__Directions__
Whatever the records hold, copy it exactly and completely.
Top of Records for the exercise
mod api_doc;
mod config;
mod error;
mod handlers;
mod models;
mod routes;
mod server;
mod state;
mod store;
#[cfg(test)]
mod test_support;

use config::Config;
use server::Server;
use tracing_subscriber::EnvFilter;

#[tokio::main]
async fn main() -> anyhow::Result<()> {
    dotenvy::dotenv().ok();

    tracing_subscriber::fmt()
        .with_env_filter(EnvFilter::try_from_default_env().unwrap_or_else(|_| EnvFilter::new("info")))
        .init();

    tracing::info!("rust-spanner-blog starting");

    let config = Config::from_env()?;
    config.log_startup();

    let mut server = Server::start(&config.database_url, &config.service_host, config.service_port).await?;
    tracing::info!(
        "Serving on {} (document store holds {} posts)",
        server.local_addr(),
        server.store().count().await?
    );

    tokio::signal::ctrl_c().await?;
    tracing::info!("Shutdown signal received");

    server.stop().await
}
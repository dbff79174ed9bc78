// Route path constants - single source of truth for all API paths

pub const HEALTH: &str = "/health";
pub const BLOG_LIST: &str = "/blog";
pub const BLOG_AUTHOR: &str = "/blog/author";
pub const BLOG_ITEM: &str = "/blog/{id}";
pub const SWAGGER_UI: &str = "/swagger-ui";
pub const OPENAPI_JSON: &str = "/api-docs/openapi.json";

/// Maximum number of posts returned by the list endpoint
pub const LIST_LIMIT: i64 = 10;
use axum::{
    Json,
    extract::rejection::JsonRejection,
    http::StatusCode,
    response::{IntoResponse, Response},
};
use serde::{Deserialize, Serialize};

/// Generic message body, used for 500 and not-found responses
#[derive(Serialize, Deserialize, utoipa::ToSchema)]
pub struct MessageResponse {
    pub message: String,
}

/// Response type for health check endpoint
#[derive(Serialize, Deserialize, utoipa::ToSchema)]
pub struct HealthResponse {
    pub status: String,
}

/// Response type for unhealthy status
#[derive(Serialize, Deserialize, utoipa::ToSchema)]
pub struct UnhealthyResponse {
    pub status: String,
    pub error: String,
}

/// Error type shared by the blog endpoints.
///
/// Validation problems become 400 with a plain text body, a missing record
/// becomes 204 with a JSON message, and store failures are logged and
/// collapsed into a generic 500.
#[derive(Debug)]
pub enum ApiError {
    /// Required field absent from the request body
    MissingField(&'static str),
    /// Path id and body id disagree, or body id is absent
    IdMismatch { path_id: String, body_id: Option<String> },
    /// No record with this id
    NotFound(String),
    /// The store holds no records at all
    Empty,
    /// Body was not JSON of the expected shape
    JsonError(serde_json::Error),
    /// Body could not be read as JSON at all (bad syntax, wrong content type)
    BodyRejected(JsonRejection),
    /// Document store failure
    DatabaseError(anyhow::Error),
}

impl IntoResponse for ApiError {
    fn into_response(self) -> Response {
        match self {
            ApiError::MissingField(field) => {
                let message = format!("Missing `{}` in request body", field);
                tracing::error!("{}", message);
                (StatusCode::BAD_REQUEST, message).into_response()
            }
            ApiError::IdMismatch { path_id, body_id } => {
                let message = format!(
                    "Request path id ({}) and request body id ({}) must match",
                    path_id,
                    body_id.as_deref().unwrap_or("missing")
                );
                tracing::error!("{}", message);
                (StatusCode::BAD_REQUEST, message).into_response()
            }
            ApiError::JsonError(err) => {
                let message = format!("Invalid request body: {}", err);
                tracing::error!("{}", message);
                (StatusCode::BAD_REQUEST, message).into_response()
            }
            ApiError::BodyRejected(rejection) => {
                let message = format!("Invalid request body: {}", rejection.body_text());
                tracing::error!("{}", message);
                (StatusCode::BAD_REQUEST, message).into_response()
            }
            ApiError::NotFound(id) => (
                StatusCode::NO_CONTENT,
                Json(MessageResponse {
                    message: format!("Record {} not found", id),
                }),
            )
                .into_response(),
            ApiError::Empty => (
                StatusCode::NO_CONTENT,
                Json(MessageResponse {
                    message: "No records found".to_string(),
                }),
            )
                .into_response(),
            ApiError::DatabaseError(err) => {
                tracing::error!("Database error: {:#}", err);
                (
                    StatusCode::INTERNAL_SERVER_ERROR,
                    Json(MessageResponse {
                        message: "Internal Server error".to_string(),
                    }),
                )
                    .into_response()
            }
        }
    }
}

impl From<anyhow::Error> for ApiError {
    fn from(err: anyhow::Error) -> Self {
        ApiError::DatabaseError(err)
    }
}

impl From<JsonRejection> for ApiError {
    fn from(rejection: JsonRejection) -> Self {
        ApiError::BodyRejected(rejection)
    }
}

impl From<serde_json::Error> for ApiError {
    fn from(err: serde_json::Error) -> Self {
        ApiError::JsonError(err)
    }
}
Bottom of Records for the exercise
__Answer box__
mod api_doc;
mod config;
mod error;
mod handlers;
mod models;
mod routes;
mod server;
mod state;
mod store;
#[cfg(test)]
mod test_support;

use config::Config;
use server::Server;
use tracing_subscriber::EnvFilter;

#[tokio::main]
async fn main() -> anyhow::Result<()> {
    dotenvy::dotenv().ok();

    tracing_subscriber::fmt()
        .with_env_filter(EnvFilter::try_from_default_env().unwrap_or_else(|_| EnvFilter::new("info")))
        .init();

    tracing::info!("rust-spanner-blog starting");

    let config = Config::from_env()?;
    config.log_startup();

    let mut server = Server::start(&config.database_url, &config.service_host, config.service_port).await?;
    tracing::info!(
        "Serving on {} (document store holds {} posts)",
        server.local_addr(),
        server.store().count().await?
    );

    tokio::signal::ctrl_c().await?;
    tracing::info!("Shutdown signal received");

    server.stop().await
}
repository dbff79174ed9bc78
// Route path constants - single source of truth for all API paths

pub const HEALTH: &str = "/health";
pub const BLOG_LIST: &str = "/blog";
pub const BLOG_AUTHOR: &str = "/blog/author";
pub const BLOG_ITEM: &str = "/blog/{id}";
pub const SWAGGER_UI: &str = "/swagger-ui";
pub const OPENAPI_JSON: &str = "/api-docs/openapi.json";

/// Maximum number of posts returned by the list endpoint
pub const LIST_LIMIT: i64 = 10;
use axum::{
    Json,
    extract::rejection::JsonRejection,
    http::StatusCode,
    response::{IntoResponse, Response},
};
use serde::{Deserialize, Serialize};

/// Generic message body, used for 500 and not-found responses
#[derive(Serialize, Deserialize, utoipa::ToSchema)]
pub struct MessageResponse {
    pub message: String,
}

/// Response type for health check endpoint
#[derive(Serialize, Deserialize, utoipa::ToSchema)]
pub struct HealthResponse {
    pub status: String,
}

/// Response type for unhealthy status
#[derive(Serialize, Deserialize, utoipa::ToSchema)]
pub struct UnhealthyResponse {
    pub status: String,
    pub error: String,
}

/// Error type shared by the blog endpoints.
///
/// Validation problems become 400 with a plain text body, a missing record
/// becomes 204 with a JSON message, and store failures are logged and
/// collapsed into a generic 500.
#[derive(Debug)]
pub enum ApiError {
    /// Required field absent from the request body
    MissingField(&'static str),
    /// Path id and body id disagree, or body id is absent
    IdMismatch { path_id: String, body_id: Option<String> },
    /// No record with this id
    NotFound(String),
    /// The store holds no records at all
    Empty,
    /// Body was not JSON of the expected shape
    JsonError(serde_json::Error),
    /// Body could not be read as JSON at all (bad syntax, wrong content type)
    BodyRejected(JsonRejection),
    /// Document store failure
    DatabaseError(anyhow::Error),
}

impl IntoResponse for ApiError {
    fn into_response(self) -> Response {
        match self {
            ApiError::MissingField(field) => {
                let message = format!("Missing `{}` in request body", field);
                tracing::error!("{}", message);
                (StatusCode::BAD_REQUEST, message).into_response()
            }
            ApiError::IdMismatch { path_id, body_id } => {
                let message = format!(
                    "Request path id ({}) and request body id ({}) must match",
                    path_id,
                    body_id.as_deref().unwrap_or("missing")
                );
                tracing::error!("{}", message);
                (StatusCode::BAD_REQUEST, message).into_response()
            }
            ApiError::JsonError(err) => {
                let message = format!("Invalid request body: {}", err);
                tracing::error!("{}", message);
                (StatusCode::BAD_REQUEST, message).into_response()
            }
            ApiError::BodyRejected(rejection) => {
                let message = format!("Invalid request body: {}", rejection.body_text());
                tracing::error!("{}", message);
                (StatusCode::BAD_REQUEST, message).into_response()
            }
            ApiError::NotFound(id) => (
                StatusCode::NO_CONTENT,
                Json(MessageResponse {
                    message: format!("Record {} not found", id),
                }),
            )
                .into_response(),
            ApiError::Empty => (
                StatusCode::NO_CONTENT,
                Json(MessageResponse {
                    message: "No records found".to_string(),
                }),
            )
                .into_response(),
            ApiError::DatabaseError(err) => {
                tracing::error!("Database error: {:#}", err);
                (
                    StatusCode::INTERNAL_SERVER_ERROR,
                    Json(MessageResponse {
                        message: "Internal Server error".to_string(),
                    }),
                )
                    .into_response()
            }
        }
    }
}

impl From<anyhow::Error> for ApiError {
    fn from(err: anyhow::Error) -> Self {
        ApiError::DatabaseError(err)
    }
}

impl From<JsonRejection> for ApiError {
    fn from(rejection: JsonRejection) -> Self {
        ApiError::BodyRejected(rejection)
    }
}

impl From<serde_json::Error> for ApiError {
    fn from(err: serde_json::Error) -> Self {
        ApiError::JsonError(err)
    }
}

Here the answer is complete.